Em tempos de avanços tecnológicos acelerados e de desafios éticos como o uso da inteligência artificial e a manipulação genética, A Reforma da Natureza ganha novas camadas de leitura.
Sendo assim, o livro convida os leitores, inclusive os mais jovens, a pensarem sobre o uso responsável do conhecimento.
Atualidade e uso pedagógico da obra
Ler A Reforma da Natureza hoje é redescobrir uma narrativa que une imaginação, crítica e humor. A obra se conecta com discussões muito atuais do impacto das ações humanas sobre o meio ambiente ao uso ético da tecnologia.
Em sala de aula, pode ser trabalhada em diferentes contextos:
- Leitura literária, explorando o simbolismo das “reformas” e as características dos personagens.
- Ciências e sustentabilidade, debatendo os limites da intervenção humana na natureza.
- Projetos interdisciplinares, que envolvam criação de histórias, experiências e reflexões sobre como seria uma “reforma” positiva do mundo atual.
Quer levar essa história para sua turma? Baixe gratuitamente o livro A Reforma da Natureza clicando no botão abaixo:
Nos próximos blocos vou te ajudar com algumas reflexões e atividades para fazer antes, durante e depois da leitura.

Propostas de atividades para a sala de aula
Antes da leitura
Proponha uma reflexão sobre o título A Reforma da Natureza e peça que os alunos digam o que imaginam que essa expressão significa.
- O que é uma reforma?
- É possível reformar a natureza?
- O que eles gostariam de reformar se fosse possível?
Durante a leitura
- Peça que os alunos anotem as palavras inventadas por Emília e Rã, como “bissurdo” ou “bissolutamente”.

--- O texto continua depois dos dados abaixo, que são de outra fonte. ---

use cranelift_codegen::ir::condcodes::IntCC;
use cranelift_codegen::ir::{types, AbiParam, InstBuilder, MemFlags, Value};
use cranelift_codegen::settings::{self, Configurable};
use cranelift_frontend::{FunctionBuilder, FunctionBuilderContext};
use cranelift_jit::{JITBuilder, JITModule};
use cranelift_module::{default_libcall_names, Module};

use crate::core::cpu::{AluOp, HiLoOp, ImmOp, MulDivOp, Op, ShiftOp};

/// General registers, HI, LO
type Entry = unsafe extern "C" fn(*mut u32, *mut u32, *mut u32);

/// Whether `op` can be part of a compiled run
///
/// These instructions never fault, never touch memory and never redirect
/// the program counter.
pub fn is_native(op: &Op) -> bool {
    match op {
        Op::Alu { op, .. } => !matches!(op, AluOp::Add | AluOp::Sub),
        Op::AluImm { op, .. } => *op != ImmOp::Addi,
        Op::Lui { .. }
        | Op::Shift { .. }
        | Op::ShiftVar { .. }
        | Op::MulDiv { .. }
        | Op::HiLo { .. } => true,
        _ => false,
    }
}

/// Entry point of one compiled run
#[derive(Clone, Copy)]
pub struct NativeCode(Entry);

impl NativeCode {
    /// Run the compiled instructions against a register file
    ///
    /// # Safety
    ///
    /// The [`JitCompiler`] that produced this code must not have been
    /// released.
    pub(crate) unsafe fn call(&self, regs: &mut [u32; 32], hi: &mut u32, lo: &mut u32) {
        // SAFETY: generated code only reads and writes the 32 words behind
        // `regs` and the single words behind `hi` and `lo`, all of which are
        // exclusively borrowed for the duration of the call.
        unsafe { (self.0)(regs.as_mut_ptr(), hi, lo) }
    }
}

impl fmt::Debug for NativeCode {
    fn fmt(&self, f: &mut fmt::Formatter<'_>) -> fmt::Result {
        write!(f, "NativeCode({:p})", self.0 as *const ())
    }
}

/// Cranelift JIT backend
///
/// All functions share one [`JITModule`]. Code memory is only returned to
/// the system by [`release`](Self::release), so the recompiler releases the
/// whole compiler whenever it discards its blocks.
pub struct JitCompiler {
    module: JITModule,
    functions: usize,
}

// SAFETY: the module's raw pointers all refer to code and data memory the
// module itself owns; none of it is tied to the creating thread. The
// compiler is only used through `&mut` by the recompiler that owns it.
unsafe impl Send for JitCompiler {}

impl JitCompiler {
    /// Build a compiler for the host ISA
    pub fn new() -> Result<Self, String> {
        let mut flags = settings::builder();
        flags
            .set("opt_level", "speed")
            .map_err(|e| e.to_string())?;
        flags.set("is_pic", "false").map_err(|e| e.to_string())?;
        flags
            .set("use_colocated_libcalls", "false")
            .map_err(|e| e.to_string())?;

        let isa = cranelift_native::builder()
            .map_err(|msg| format!("host ISA not supported: {}", msg))?
            .finish(settings::Flags::new(flags))
            .map_err(|e| e.to_string())?;
        log::debug!("JIT target: {}", isa.triple());

        let module = JITModule::new(JITBuilder::with_isa(isa, default_libcall_names()));
        Ok(Self {
            module,
            functions: 0,
        })
    }

    /// Functions compiled since creation, live or not
    pub fn functions(&self) -> usize {
        self.functions
    }

    /// Compile a run of instructions accepted by [`is_native`]
    pub fn compile(&mut self, ops: &[Op]) -> Result<NativeCode, String> {
        let pointer = self.module.target_config().pointer_type();
        let mut ctx = self.module.make_context();
        ctx.func.signature = self.module.make_signature();
        for _ in 0..3 {
            ctx.func.signature.params.push(AbiParam::new(pointer));
        }

        let mut builder_ctx = FunctionBuilderContext::new();
        let mut builder = FunctionBuilder::new(&mut ctx.func, &mut builder_ctx);
        let entry = builder.create_block();
        builder.append_block_params_for_function_params(entry);
        builder.switch_to_block(entry);
        builder.seal_block(entry);
        let params = builder.block_params(entry);
        let (regs, hi, lo) = (params[0], params[1], params[2]);

        let mut lowering = Lowering::new(&mut builder, regs, hi, lo);
        for &op in ops {
            lowering.lower(op)?;
        }
        lowering.finish();
        builder.finalize();

        let id = self
            .module
            .declare_anonymous_function(&ctx.func.signature)
            .map_err(|e| e.to_string())?;
        self.module
            .define_function(id, &mut ctx)
            .map_err(|e| e.to_string())?;
        self.module.clear_context(&mut ctx);
        self.module
            .finalize_definitions()
            .map_err(|e| e.to_string())?;

        let code = self.module.get_finalized_function(id);
        self.functions += 1;
        // SAFETY: the function was defined above with three pointer
        // parameters, no results and the host's default calling convention,
        // which is exactly the ABI of `Entry`.
        let entry = unsafe { std::mem::transmute::<*const u8, Entry>(code) };
        Ok(NativeCode(entry))
    }

    /// Free every compiled function
    ///
    /// # Safety
    ///
    /// No [`NativeCode`] produced by this compiler may be called afterwards.
    pub unsafe fn release(self) {
        unsafe { self.module.free_memory() }
    }
}

/// Translation state for one run
struct Lowering<'a, 'f> {
    builder: &'a mut FunctionBuilder<'f>,
    regs_ptr: Value,
    hi_ptr: Value,
    lo_ptr: Value,
    regs: [Option<Value>; 32],
    dirty: u32,
    hi: Option<Value>,
    lo: Option<Value>,
    hi_dirty: bool,
    lo_dirty: bool,
}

- Se atentem às anotações nas páginas sobre curiosidades dos personagens e outras histórias.
- Separem também algumas referências científicas que Visconde traz sobre a natureza.
Depois da leitura
- Promova uma roda de conversa: qual é o tema central da obra? Ciência, fantasia ou meio ambiente?
- O que Emília fez foi sábio?
- Trabalhar o termo “EMPATIA”. O que é? Por que é importante?
- E se eles estivessem no lugar dela? Proponha que cada aluno crie sua própria “reforma” da natureza escolhendo um ser vivo ou situação relacionada ao meio ambiente para modificar, e explicando os motivos.
- E se pudéssemos expandir essa reforma para a Internet. O que eles reformariam? Como essas reformas podem ser possíveis no mundo real?
A Reforma da Natureza é uma dessas histórias que encantam desde leitores da Educação Infantil até os adultos. Emília, com seu raciocínio torto e sagaz, nos lembra que o desejo de mudar o mundo é valioso, desde que venha acompanhado de sensatez, empatia, criatividade e responsabilidade.